I love all peppery, spicy, musty, sweet, garlicky, sour, and even searing-hot-make-your-eyes-water-scotchbonnet-y foods.
What I cannot stand are raw onions. Oh my God, get those effing things away from me, and if we’re going through the drive-through and you’re in my passenger seat, I will politely request that you order whatever sans onion, lest I be forced to ask you to walk the rest of thew way with your whatever in hand.

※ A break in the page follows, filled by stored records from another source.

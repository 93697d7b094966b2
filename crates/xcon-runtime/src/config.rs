#![forbid(unsafe_code)]

//! Console configuration.
//!
//! Defaults suit an interactive in-game console. Every numeric setting can
//! be overridden from the environment:
//!
//! | Variable                   | Field                        |
//! |----------------------------|------------------------------|
//! | `XCON_LOG_CAPACITY`        | `log_capacity`               |
//! | `XCON_HISTORY_CAPACITY`    | `history_capacity`           |
//! | `XCON_QUEUE_CAPACITY`      | `queue_capacity`             |
//! | `XCON_SHUTDOWN_TIMEOUT_MS` | `shutdown_timeout`           |
//! | `XCON_WHEEL_LINES`         | `wheel_lines`                |
//! | `XCON_PAGE_STEP`           | `page_step`                  |
//! | `XCON_PROMPT`              | `prompt`                     |
//! | `XCON_REPEAT_INITIAL_MS`   | `scroll_repeat.initial`      |
//! | `XCON_REPEAT_MIN_MS`       | `scroll_repeat.min`          |
//! | `XCON_REPEAT_ACCEL_MS`     | `scroll_repeat.accel_step`   |

use std::env;
use std::fmt;
use std::time::Duration;

use xcon_commands::LinePrefixes;
use xcon_core::history::DEFAULT_HISTORY_CAPACITY;
use xcon_render::scroll::DEFAULT_LOG_CAPACITY;

use crate::command_queue::{DEFAULT_QUEUE_CAPACITY, DEFAULT_SHUTDOWN_TIMEOUT};
use crate::repeat_scroll::ScrollRepeatConfig;

const ENV_LOG_CAPACITY: &str = "XCON_LOG_CAPACITY";
const ENV_HISTORY_CAPACITY: &str = "XCON_HISTORY_CAPACITY";
const ENV_QUEUE_CAPACITY: &str = "XCON_QUEUE_CAPACITY";
const ENV_SHUTDOWN_TIMEOUT_MS: &str = "XCON_SHUTDOWN_TIMEOUT_MS";
const ENV_WHEEL_LINES: &str = "XCON_WHEEL_LINES";
const ENV_PAGE_STEP: &str = "XCON_PAGE_STEP";
const ENV_PROMPT: &str = "XCON_PROMPT";
const ENV_REPEAT_INITIAL_MS: &str = "XCON_REPEAT_INITIAL_MS";
const ENV_REPEAT_MIN_MS: &str = "XCON_REPEAT_MIN_MS";
const ENV_REPEAT_ACCEL_MS: &str = "XCON_REPEAT_ACCEL_MS";

/// A rejected configuration value.
#[derive(Debug, Clone, PartialEq, Eq)]
pub struct ConfigError {
    pub key: &'static str,
    pub value: String,
    pub message: &'static str,
}

impl ConfigError {
    fn new(key: &'static str, value: impl Into<String>, message: &'static str) -> Self {
        Self {
            key,
            value: value.into(),
            message,
        }
    }
}

impl fmt::Display for ConfigError {
    fn fmt(&self, f: &mut fmt::Formatter<'_>) -> fmt::Result {
        write!(f, "{}={} ({})", self.key, self.value, self.message)
    }
}

impl std::error::Error for ConfigError {}

/// Settings for a [`Console`](crate::Console).
#[derive(Debug, Clone, PartialEq, Eq)]
pub struct ConsoleConfig {
    /// Lines kept in the scrollback.
    pub log_capacity: usize,
    /// Entries kept in the command history.
    pub history_capacity: usize,
    /// Commands that may wait for the worker at once.
    pub queue_capacity: usize,
    /// How long shutdown waits for a running command.
    pub shutdown_timeout: Duration,
    /// Lines per mouse-wheel notch.
    pub wheel_lines: usize,
    /// Lines per repeat-scroll step.
    pub page_step: usize,
    pub prompt: String,
    /// Draw the `[newest/total]` counter on the input row.
    pub show_counter: bool,
    pub prefixes: LinePrefixes,
    pub scroll_repeat: ScrollRepeatConfig,
}

impl Default for ConsoleConfig {
    fn default() -> Self {
        Self {
            log_capacity: DEFAULT_LOG_CAPACITY,
            history_capacity: DEFAULT_HISTORY_CAPACITY,
            queue_capacity: DEFAULT_QUEUE_CAPACITY,
            shutdown_timeout: DEFAULT_SHUTDOWN_TIMEOUT,
            wheel_lines: 3,
            page_step: 1,
            prompt: ">>> ".into(),
            show_counter: true,
            prefixes: LinePrefixes::default(),
            scroll_repeat: ScrollRepeatConfig::default(),
        }
    }
}

impl ConsoleConfig {
    #[must_use]
    pub fn new() -> Self {
        Self::default()
    }

    /// Defaults with `XCON_*` environment overrides applied.
    pub fn from_env() -> Result<Self, ConfigError> {
        Self::from_lookup(|key| env::var(key).ok())
    }

    /// Defaults with overrides from `get`, which maps a variable name to
    /// its value.
    pub fn from_lookup<F>(get: F) -> Result<Self, ConfigError>
    where
        F: Fn(&str) -> Option<String>,
    {
        let mut config = Self::default();
        if let Some(v) = parse_usize(&get, ENV_LOG_CAPACITY)? {
            config.log_capacity = v;
        }
        if let Some(v) = parse_usize(&get, ENV_HISTORY_CAPACITY)? {
            config.history_capacity = v;
        }
        if let Some(v) = parse_usize(&get, ENV_QUEUE_CAPACITY)? {
            config.queue_capacity = v;
        }
        if let Some(v) = parse_millis(&get, ENV_SHUTDOWN_TIMEOUT_MS)? {
            config.shutdown_timeout = v;
        }
        if let Some(v) = parse_usize(&get, ENV_WHEEL_LINES)? {
            config.wheel_lines = v;
        }
        if let Some(v) = parse_usize(&get, ENV_PAGE_STEP)? {
            config.page_step = v;
        }
        if let Some(prompt) = get(ENV_PROMPT) {
            config.prompt = prompt;
        }
        if let Some(v) = parse_millis(&get, ENV_REPEAT_INITIAL_MS)? {
            config.scroll_repeat.initial = v;
        }
        if let Some(v) = parse_millis(&get, ENV_REPEAT_MIN_MS)? {
            config.scroll_repeat.min = v;
        }
        if let Some(v) = parse_millis(&get, ENV_REPEAT_ACCEL_MS)? {
            config.scroll_repeat.accel_step = v;
        }
        config.validate()?;
        Ok(config)
    }

    /// Check cross-field constraints.
    pub fn validate(&self) -> Result<(), ConfigError> {
        if self.queue_capacity == 0 {
            return Err(ConfigError::new(ENV_QUEUE_CAPACITY, "0", "must be positive"));
        }
        if self.page_step == 0 {
            return Err(ConfigError::new(ENV_PAGE_STEP, "0", "must be positive"));
        }
        let repeat = &self.scroll_repeat;
        if repeat.min.is_zero() {
            return Err(ConfigError::new(ENV_REPEAT_MIN_MS, "0", "must be positive"));
        }
        if repeat.initial < repeat.min {
            return Err(ConfigError::new(
                ENV_REPEAT_INITIAL_MS,
                repeat.initial.as_millis().to_string(),
                "must not be below the minimum interval",
            ));
        }
        Ok(())
    }

    #[must_use]
    pub fn with_log_capacity(mut self, capacity: usize) -> Self {
        self.log_capacity = capacity;
        self
    }

    #[must_use]
    pub fn with_history_capacity(mut self, capacity: usize) -> Self {
        self.history_capacity = capacity;
        self
    }

    #[must_use]
    pub fn with_queue_capacity(mut self, capacity: usize) -> Self {
        self.queue_capacity = capacity;
        self
    }

    #[must_use]
    pub fn with_shutdown_timeout(mut self, timeout: Duration) -> Self {
        self.shutdown_timeout = timeout;
        self
    }

    #[must_use]
    pub fn with_wheel_lines(mut self, lines: usize) -> Self {
        self.wheel_lines = lines;
        self
    }

    #[must_use]
    pub fn with_prompt(mut self, prompt: impl Into<String>) -> Self {
        self.prompt = prompt.into();
        self
    }

    #[must_use]
    pub fn with_prefixes(mut self, prefixes: LinePrefixes) -> Self {
        self.prefixes = prefixes;
        self
    }

    #[must_use]
    pub fn with_scroll_repeat(mut self, repeat: ScrollRepeatConfig) -> Self {
        self.scroll_repeat = repeat;
        self
    }

    #[must_use]
    pub fn with_counter(mut self, show: bool) -> Self {
        self.show_counter = show;
        self
    }
}

fn parse_usize<F>(get: &F, key: &'static str) -> Result<Option<usize>, ConfigError>
where
    F: Fn(&str) -> Option<String>,
{
    let Some(value) = get(key) else {
        return Ok(None);
    };
    value
        .trim()
        .parse()
        .map(Some)
        .map_err(|_| ConfigError::new(key, value, "expected a non-negative integer"))
}

fn parse_millis<F>(get: &F, key: &'static str) -> Result<Option<Duration>, ConfigError>
where
    F: Fn(&str) -> Option<String>,
{
    let Some(value) = get(key) else {
        return Ok(None);
    };
    value
        .trim()
        .parse()
        .map(|ms| Some(Duration::from_millis(ms)))
        .map_err(|_| ConfigError::new(key, value, "expected milliseconds"))
}

#[cfg(test)]
mod tests {
    use super::*;
    use std::collections::HashMap;

    fn lookup(pairs: &[(&str, &str)]) -> impl Fn(&str) -> Option<String> {
        let map: HashMap<String, String> = pairs
            .iter()
            .map(|(k, v)| ((*k).to_owned(), (*v).to_owned()))
            .collect();
        move |key| map.get(key).cloned()
    }

    #[test]
    fn defaults() {
        let c = ConsoleConfig::default();
        assert_eq!(c.log_capacity, 256);
        assert_eq!(c.history_capacity, 64);
        assert_eq!(c.queue_capacity, 16);
        assert_eq!(c.shutdown_timeout, Duration::from_secs(5));
        assert_eq!(c.wheel_lines, 3);
        assert_eq!(c.page_step, 1);
        assert_eq!(c.prompt, ">>> ");
        assert_eq!(c.scroll_repeat.initial, Duration::from_millis(200));
        assert_eq!(c.scroll_repeat.min, Duration::from_millis(5));
        assert_eq!(c.scroll_repeat.accel_step, Duration::from_millis(1));
        assert!(c.validate().is_ok());
    }

    #[test]
    fn empty_lookup_is_default() {
        assert_eq!(
            ConsoleConfig::from_lookup(|_| None).unwrap(),
            ConsoleConfig::default()
        );
    }

    #[test]
    fn overrides_apply() {
        let c = ConsoleConfig::from_lookup(lookup(&[
            ("XCON_LOG_CAPACITY", "1024"),
            ("XCON_HISTORY_CAPACITY", " 8 "),
            ("XCON_SHUTDOWN_TIMEOUT_MS", "250"),
            ("XCON_PROMPT", "$ "),
            ("XCON_REPEAT_INITIAL_MS", "300"),
            ("XCON_REPEAT_MIN_MS", "10"),
        ]))
        .unwrap();
        assert_eq!(c.log_capacity, 1024);
        assert_eq!(c.history_capacity, 8);
        assert_eq!(c.shutdown_timeout, Duration::from_millis(250));
        assert_eq!(c.prompt, "$ ");
        assert_eq!(c.scroll_repeat.initial, Duration::from_millis(300));
        assert_eq!(c.scroll_repeat.min, Duration::from_millis(10));
        assert_eq!(c.queue_capacity, 16);
    }

    #[test]
    fn malformed_value_is_reported() {
        let err = ConsoleConfig::from_lookup(lookup(&[("XCON_WHEEL_LINES", "three")])).unwrap_err();
        assert_eq!(err.key, "XCON_WHEEL_LINES");
        assert_eq!(err.value, "three");
        assert_eq!(
            err.to_string(),
            "XCON_WHEEL_LINES=three (expected a non-negative integer)"
        );
    }

    #[test]
    fn inconsistent_values_are_rejected() {
        assert!(ConsoleConfig::from_lookup(lookup(&[("XCON_QUEUE_CAPACITY", "0")])).is_err());
        assert!(ConsoleConfig::from_lookup(lookup(&[("XCON_REPEAT_MIN_MS", "0")])).is_err());
        let err = ConsoleConfig::from_lookup(lookup(&[("XCON_REPEAT_INITIAL_MS", "2")]))
            .unwrap_err();
        assert_eq!(err.key, "XCON_REPEAT_INITIAL_MS");
    }

    #[test]
    fn builders_chain() {
        let c = ConsoleConfig::new()
            .with_log_capacity(10)
            .with_queue_capacity(2)
            .with_prompt("] ")
            .with_counter(false);
        assert_eq!(c.log_capacity, 10);
        assert_eq!(c.queue_capacity, 2);
        assert_eq!(c.prompt, "] ");
        assert!(!c.show_counter);
    }
}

This all started when I was pregnant with Son Three, by the way. I was barely six weeks along, and I could smell onions being cooked–at the house two blocks away–which led to nausea the likes of which I’d never known. The mind is a powerful thing: I can’t stand raw onions to this day, and any pre-made foods that have onion powder in them–YUCK–will be spat out (discreetly, of course) and banished from my kitchen thereafter. Yet a tiny bit of sweet onion in soup or chili is fine. Go figure.
Older
I knew some folks didn’t like cilantro, but I never realized until now how much some folks don’t like it. Personally, I like it a lot (doesn’t taste or smell like stink bugs to me), but I can never use an entire bunch before it goes bad. Or I couldn’t, but you know, groceries now sell a kind of green bag that is supposed to keep veggies fresh longer, and it really works! It keeps the cilantro from getting slimy for at least three times as long.
Another thing that helps with delicate greens like cilantro and arugula, and even spinach, is, don’t buy the ones where the leaves have been cut off the plant. Buy only bunches of plants with their roots on.
Hippie Killer
People who complain about cilantro are invariably people who are just picky about certain foods. Which is fine, but I don’t buy that there’s some scientific excuse as to why people don’t like it. I also don’t think it’s a coincidence that cilantro is usually found cuisines that have more intense flavors overall that Americans are used to eating. For fuck’s sake, we don’t even like our fish to taste like fish.